The considerable interchange between the Churches of Northumbria and southern Pictland from the 680s onwards was probably also significant in giving birth to a burgeoning cult of Ninian there. The medieval Church would, from the twelfth century to the very eve of the sixteenth, forge and reforge holy alliances of Celtic and continental European saints in a tradition which links Jocelyn of Fumess writing in the 1180s to the famous Breviary of Bishop Elphinstone of Aberdeen, compiled in 1506. The Pictish Church had done much the same fully 500 years before Jocelyn; by the time of the reign of Nechtan (706-24) the native cult of Ninian was being used to prepare the way for a new cult of St Peter, the symbol of its Roman party. Dedications to Ninian stood beside others to St Peter, especially in Angus and the Mearns and in Mar and Buchan. For almost eight centuries, until the time of the Aberdeen Breviary, churches at Restenneth and at Rosemarkie in Ross were linked with a legendary mission of a St Boniface as an apostle of Peter. Such churches were 'built after the Roman manner', in stone. But things are not always what they seem. For Boniface shared the saint's day of Curetán, an Irish bishop and abbot and colleague of Adomnán, abbot of lona a century after Columba. It may be that Curetán had been made to take on a Roman guise as Boniface: Celtic abbot became Roman saint. (The graphic on the left is of St Ninian's Isle in Shetland, via Wikimedia).

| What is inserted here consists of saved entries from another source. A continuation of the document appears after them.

//! Configuration Module
//!
//! Handles loading and managing the caching layer configuration from
//! environment variables.

use std::env;

/// Caching layer configuration parameters.
///
/// All values can be configured via environment variables with sensible defaults.
#[derive(Debug, Clone)]
pub struct Config {
    /// Master switch: when false every cache operation is an inert no-op
    pub cache_enabled: bool,
    /// Default TTL in seconds for entries without an explicit TTL
    pub default_ttl: u64,
    /// Namespace prefix prepended to every logical key
    pub key_prefix: String,
    /// Connection URL of the backing key-value store
    pub store_url: String,
    /// Upper bound in milliseconds for any single store round-trip
    pub store_timeout_ms: u64,
    /// Maximum connection attempts before giving up on the store
    pub store_connect_attempts: u32,
    /// Whether startup/scheduled cache warming runs
    pub warming_enabled: bool,
    /// Interval in seconds between scheduled warming runs
    pub warming_interval: u64,
    /// HTTP port of the operational API
    pub server_port: u16,
}

impl Config {
    /// Creates a new Config by loading values from environment variables.
    ///
    /// # Environment Variables
    /// - `CACHE_ENABLED` - Master cache switch (default: true)
    /// - `CACHE_DEFAULT_TTL` - Default TTL in seconds (default: 300)
    /// - `CACHE_KEY_PREFIX` - Key namespace prefix (default: "lexcache")
    /// - `STORE_URL` - Store connection URL (default: "redis://127.0.0.1:6379")
    /// - `STORE_TIMEOUT_MS` - Per-call store timeout (default: 2000)
    /// - `STORE_CONNECT_ATTEMPTS` - Connection retry budget (default: 5)
    /// - `CACHE_WARMING_ENABLED` - Warming switch (default: true)
    /// - `CACHE_WARMING_INTERVAL` - Warming interval in seconds (default: 300)
    /// - `SERVER_PORT` - Operational API port (default: 3000)
    pub fn from_env() -> Self {
        Self {
            cache_enabled: env::var("CACHE_ENABLED")
                .ok()
                .and_then(|v| v.parse().ok())
                .unwrap_or(true),
            default_ttl: env::var("CACHE_DEFAULT_TTL")
                .ok()
                .and_then(|v| v.parse().ok())
                .unwrap_or(300),
            key_prefix: env::var("CACHE_KEY_PREFIX").unwrap_or_else(|_| "lexcache".to_string()),
            store_url: env::var("STORE_URL")
                .unwrap_or_else(|_| "redis://127.0.0.1:6379".to_string()),
            store_timeout_ms: env::var("STORE_TIMEOUT_MS")
                .ok()
                .and_then(|v| v.parse().ok())
                .unwrap_or(2000),
            store_connect_attempts: env::var("STORE_CONNECT_ATTEMPTS")
                .ok()
                .and_then(|v| v.parse().ok())
                .unwrap_or(5),
            warming_enabled: env::var("CACHE_WARMING_ENABLED")
                .ok()
                .and_then(|v| v.parse().ok())
                .unwrap_or(true),
            warming_interval: env::var("CACHE_WARMING_INTERVAL")
                .ok()
                .and_then(|v| v.parse().ok())
                .unwrap_or(300),
            server_port: env::var("SERVER_PORT")
                .ok()
                .and_then(|v| v.parse().ok())
                .unwrap_or(3000),
        }
    }
}

impl Default for Config {
    fn default() -> Self {
        Self {
            cache_enabled: true,
            default_ttl: 300,
            key_prefix: "lexcache".to_string(),
            store_url: "redis://127.0.0.1:6379".to_string(),
            store_timeout_ms: 2000,
            store_connect_attempts: 5,
            warming_enabled: true,
            warming_interval: 300,
            server_port: 3000,
        }
    }
}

The point is a speculation, but it may illustrate that the Pictish Church had to cope with - as well as be able to exploit - the customs and saints of not one tradition but three: a Romano-British tradition which went back to Ninian, a new Roman cult of Peter, and the powerful, fast-growing reputation of Columba's Iona. By the eighth century a new, still more exotic addition would be added to the communion of saints of the Pictish Church - Andrew, the Apostle. (Picture in the right is a sculpture of St Andrew at the Botanic Gardens in St Andrews). A legend was cultivated that St Rule was told by an angel to take the relics of St Andrew to Scotland and they along with the relics of Columba would become the twin emblems of a Church of the Scots which would emerge out of the Church of the Picts. Much is often made of the clash which, as we shall see, would surface at the Synod of Whitby in 664 in the shape of a dispute between Iona and Wilfrid, Bishop of the Northumbrian Church, over the dating of Easter and the tonsure. But these were minor matters when compared with what bound lona, the Northumbrian Church and Rome together - bishops, the sacraments, the Latin liturgy and the mass. The clash at Whitby was of rival paruchiae, rather than competing cultures, Roman and Celtic. It takes a great deal of wishful thinking to turn the tension between the Celtic and Roman strains of seventh- and eighth-century Scottish Christianity into a Reformation struggle nine centuries before its time.